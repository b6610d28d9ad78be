use chrono::{DateTime, Utc};
use serde::{Deserialize, Serialize};

use crate::session::SessionRecord;

// ==========================================
// Metrics Summary (interchange format)
// ==========================================

/// Serialized output of a whole analysis run.
///
/// This is the contract between the Analyzer and the Dashboard Builder: the
/// Builder depends only on these field names, and every rollup field defaults
/// so a summary written by an older analyzer still renders (missing metric →
/// zero, not an error).
#[derive(Debug, Clone, Serialize, Deserialize, Default)]
pub struct MetricsSummary {
    /// Per-session records, sorted by (start_time, session_id).
    #[serde(default)]
    pub sessions: Vec<SessionRecord>,

    /// Cross-session aggregate, always recomputed from `sessions`.
    #[serde(default)]
    pub rollup: Rollup,

    /// Accumulated per-record and per-file problems.
    #[serde(default)]
    pub diagnostics: Diagnostics,
}

/// Cross-session aggregate statistics.
///
/// Invariant: every count here is a consistent sum over the per-session
/// records in the same summary. The rollup is a pure function of
/// `MetricsSummary::sessions` and never accumulates across merges.
#[derive(Debug, Clone, Serialize, Deserialize, Default)]
pub struct Rollup {
    #[serde(default)]
    pub total_sessions: u64,
    #[serde(default)]
    pub total_turns: u64,
    #[serde(default)]
    pub total_events: u64,
    #[serde(default)]
    pub total_agent_invocations: u64,
    #[serde(default)]
    pub total_tool_calls: u64,

    /// Agents ranked by invocation count, ties in first-seen order.
    #[serde(default)]
    pub agent_usage: Vec<UsageCount>,

    /// Tools ranked by call count, ties in first-seen order.
    #[serde(default)]
    pub tool_usage: Vec<UsageCount>,

    /// Provider/model distribution, same ranking rule.
    #[serde(default)]
    pub provider_usage: Vec<ProviderUsage>,

    /// Total error occurrences; equals the sum of per-session error counts.
    #[serde(default)]
    pub error_count: u64,

    /// Error-type distribution, same ranking rule.
    #[serde(default)]
    pub error_types: Vec<UsageCount>,

    /// Timing statistics over sessions with a known duration.
    #[serde(default, skip_serializing_if = "Option::is_none")]
    pub duration: Option<DurationStats>,

    /// Earliest session start and latest session end observed.
    #[serde(default, skip_serializing_if = "Option::is_none")]
    pub date_range: Option<DateRange>,
}

/// A name and how often it occurred.
#[derive(Debug, Clone, PartialEq, Eq, Serialize, Deserialize)]
pub struct UsageCount {
    pub name: String,
    pub count: u64,
}

/// Provider/model usage entry.
#[derive(Debug, Clone, PartialEq, Eq, Serialize, Deserialize)]
pub struct ProviderUsage {
    pub provider: String,
    #[serde(default, skip_serializing_if = "Option::is_none")]
    pub model: Option<String>,
    pub count: u64,
}

/// Basic timing statistics, in seconds.
#[derive(Debug, Clone, PartialEq, Serialize, Deserialize)]
pub struct DurationStats {
    pub mean_seconds: f64,
    pub median_seconds: f64,
    pub max_seconds: f64,
    /// How many sessions carried a known duration.
    pub sessions_timed: u64,
}

/// Observed time span of the summarized sessions.
#[derive(Debug, Clone, PartialEq, Eq, Serialize, Deserialize)]
pub struct DateRange {
    pub first: DateTime<Utc>,
    pub last: DateTime<Utc>,
}

// ==========================================
// Diagnostics
// ==========================================

/// Parse outcome for one input file.
#[derive(Debug, Clone, Serialize, Deserialize)]
pub struct FileDiagnostics {
    pub path: String,
    /// SHA-256 content fingerprint; union key when summaries are merged.
    pub fingerprint: String,
    pub records_parsed: u64,
    pub parse_errors: u64,
}

/// Accumulated non-fatal problems from an analysis run.
///
/// Partial data is never silently discarded: every skipped record and every
/// unreadable file leaves a trace here instead of raising.
#[derive(Debug, Clone, Serialize, Deserialize, Default)]
pub struct Diagnostics {
    /// One entry per input file read.
    #[serde(default)]
    pub files: Vec<FileDiagnostics>,

    /// Total records successfully parsed, summed over `files`.
    #[serde(default)]
    pub records_parsed: u64,

    /// Total malformed records skipped, summed over `files`.
    #[serde(default)]
    pub parse_errors: u64,

    /// Unreadable files, session-id collisions, and other warnings.
    #[serde(default)]
    pub warnings: Vec<String>,
}

impl Diagnostics {
    /// Recompute the totals from the per-file entries.
    pub fn recompute_totals(&mut self) {
        self.records_parsed = self.files.iter().map(|f| f.records_parsed).sum();
        self.parse_errors = self.files.iter().map(|f| f.parse_errors).sum();
    }
}

#[cfg(test)]
mod tests {
    use super::*;

    #[test]
    fn test_diagnostics_totals_follow_files() {
        let mut diagnostics = Diagnostics {
            files: vec![
                FileDiagnostics {
                    path: "a.jsonl".to_string(),
                    fingerprint: "aa".to_string(),
                    records_parsed: 5,
                    parse_errors: 1,
                },
                FileDiagnostics {
                    path: "b.jsonl".to_string(),
                    fingerprint: "bb".to_string(),
                    records_parsed: 3,
                    parse_errors: 0,
                },
            ],
            ..Default::default()
        };

        diagnostics.recompute_totals();
        assert_eq!(diagnostics.records_parsed, 8);
        assert_eq!(diagnostics.parse_errors, 1);
    }

    #[test]
    fn test_summary_tolerates_missing_rollup_fields() {
        // A summary written without rollup fields still decodes to zeros.
        let summary: MetricsSummary = serde_json::from_str(r#"{"sessions": []}"#).unwrap();
        assert_eq!(summary.rollup.total_sessions, 0);
        assert_eq!(summary.rollup.error_count, 0);
        assert!(summary.rollup.duration.is_none());
        assert!(summary.diagnostics.warnings.is_empty());
    }
}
····················
* **Try it**: Go through the records and copy each line with "DateTime" in it.

* **Exercise result**:
use chrono::{DateTime, Utc};
    pub first: DateTime<Utc>,
    pub last: DateTime<Utc>,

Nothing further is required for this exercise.